[Start of Attachment]

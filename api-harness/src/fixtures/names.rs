//! Word pools for synthetic field values.

pub(crate) const FIRST_NAMES: &[&str] = &[
    "Ana", "Bruno", "Carla", "Diego", "Elena", "Felipe", "Grace", "Hugo", "Irene", "Jonas",
    "Karin", "Luis", "Marta", "Nadia", "Omar", "Paula", "Quentin", "Rosa", "Samuel", "Tania",
];

pub(crate) const LAST_NAMES: &[&str] = &[
    "Alvarez", "Bauer", "Costa", "Dubois", "Evans", "Fischer", "Garcia", "Hansen", "Ito",
    "Jensen", "Kowalski", "Lopez", "Moreau", "Nakamura", "Okafor", "Petrov", "Rossi", "Silva",
];

pub(crate) const COMPANY_PREFIXES: &[&str] = &[
    "Acme", "Blue", "Cedar", "Delta", "Evergreen", "Falcon", "Granite", "Harbor", "Ion",
    "Juniper", "Keystone", "Lumen", "Meridian", "Northwind", "Orchid", "Pioneer",
];

pub(crate) const COMPANY_SUFFIXES: &[&str] = &[
    "Labs", "Systems", "Holdings", "Logistics", "Partners", "Foods", "Analytics", "Works",
    "Capital", "Health",
];

pub(crate) const EMAIL_DOMAINS: &[&str] = &["example.com", "example.org", "example.net"];

pub(crate) const DEAL_TOPICS: &[&str] = &[
    "Annual license", "Onboarding package", "Support renewal", "Platform upgrade",
    "Consulting retainer", "Data migration", "Seat expansion",
];

pub(crate) const DEPARTMENTS: &[&str] = &[
    "Engineering", "Sales", "Marketing", "Finance", "Operations", "Support",
];

pub(crate) const POSITIONS: &[&str] = &[
    "Associate", "Specialist", "Senior Specialist", "Team Lead", "Manager", "Director",
];

pub(crate) const ALERT_TITLES: &[&str] = &[
    "Invoice overdue", "Deal stalled", "Unusual login", "Quota reached", "Sync failed",
    "Price threshold crossed",
];

pub(crate) const ALERT_SOURCES: &[&str] = &["billing", "crm", "auth", "integrations", "portfolio"];

pub(crate) const TICKERS: &[&str] = &[
    "AAPL", "MSFT", "NVDA", "AMZN", "GOOGL", "TSLA", "JPM", "V", "XOM", "KO",
];

pub(crate) const ANALYSIS_MODELS: &[&str] = &["fin-sentiment-v2", "fin-forecast-v1", "risk-scan-v3"];
use crate::error::{HarnessError, Result};
use crate::traits::CommandExecutor;
use std::collections::BTreeMap;
use std::fmt;
use tokio::process::Command;
use tracing::debug;

/// A fully resolved test command
#[derive(Debug, Clone, PartialEq)]
pub struct CommandSpec {
    pub program: String,
    pub args: Vec<String>,
    /// Variables added on top of the inherited environment
    pub env: BTreeMap<String, String>,
}

impl fmt::Display for CommandSpec {
    fn fmt(&self, f: &mut fmt::Formatter<'_>) -> fmt::Result {
        write!(f, "{}", self.program)?;
        for arg in &self.args {
            write!(f, " {}", arg)?;
        }
        Ok(())
    }
}

#[derive(Debug, Clone, Default, PartialEq)]
pub struct CommandOutput {
    /// `None` when the process was killed by a signal
    pub exit_code: Option<i32>,
    pub stdout: String,
    pub stderr: String,
}

/// Runs commands as child processes
///
/// A non-zero exit is not an error here: test tools exit 1 when tests fail
/// and still print their summary.
#[derive(Debug, Clone, Copy, Default)]
pub struct ProcessExecutor;

impl CommandExecutor for ProcessExecutor {
    async fn execute(&self, spec: &CommandSpec) -> Result<CommandOutput> {
        debug!(command = %spec, "Spawning test command");
        let output = Command::new(&spec.program)
            .args(&spec.args)
            .envs(&spec.env)
            .output()
            .await
            .map_err(|e| HarnessError::command_failed(spec.to_string(), e.to_string()))?;

        Ok(CommandOutput {
            exit_code: output.status.code(),
            stdout: String::from_utf8_lossy(&output.stdout).into_owned(),
            stderr: String::from_utf8_lossy(&output.stderr).into_owned(),
        })
    }
}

[End of Attachment]

ABOUT THIS TASK
Each line, starting with the one that holds "as child processes" and ending with the last line of the listing, is to be restated exactly.

WRITTEN ANSWER
/// Runs commands as child processes
///
/// A non-zero exit is not an error here: test tools exit 1 when tests fail
/// and still print their summary.
#[derive(Debug, Clone, Copy, Default)]
pub struct ProcessExecutor;

impl CommandExecutor for ProcessExecutor {
    async fn execute(&self, spec: &CommandSpec) -> Result<CommandOutput> {
        debug!(command = %spec, "Spawning test command");
        let output = Command::new(&spec.program)
            .args(&spec.args)
            .envs(&spec.env)
            .output()
            .await
            .map_err(|e| HarnessError::command_failed(spec.to_string(), e.to_string()))?;

        Ok(CommandOutput {
            exit_code: output.status.code(),
            stdout: String::from_utf8_lossy(&output.stdout).into_owned(),
            stderr: String::from_utf8_lossy(&output.stderr).into_owned(),
        })
    }
}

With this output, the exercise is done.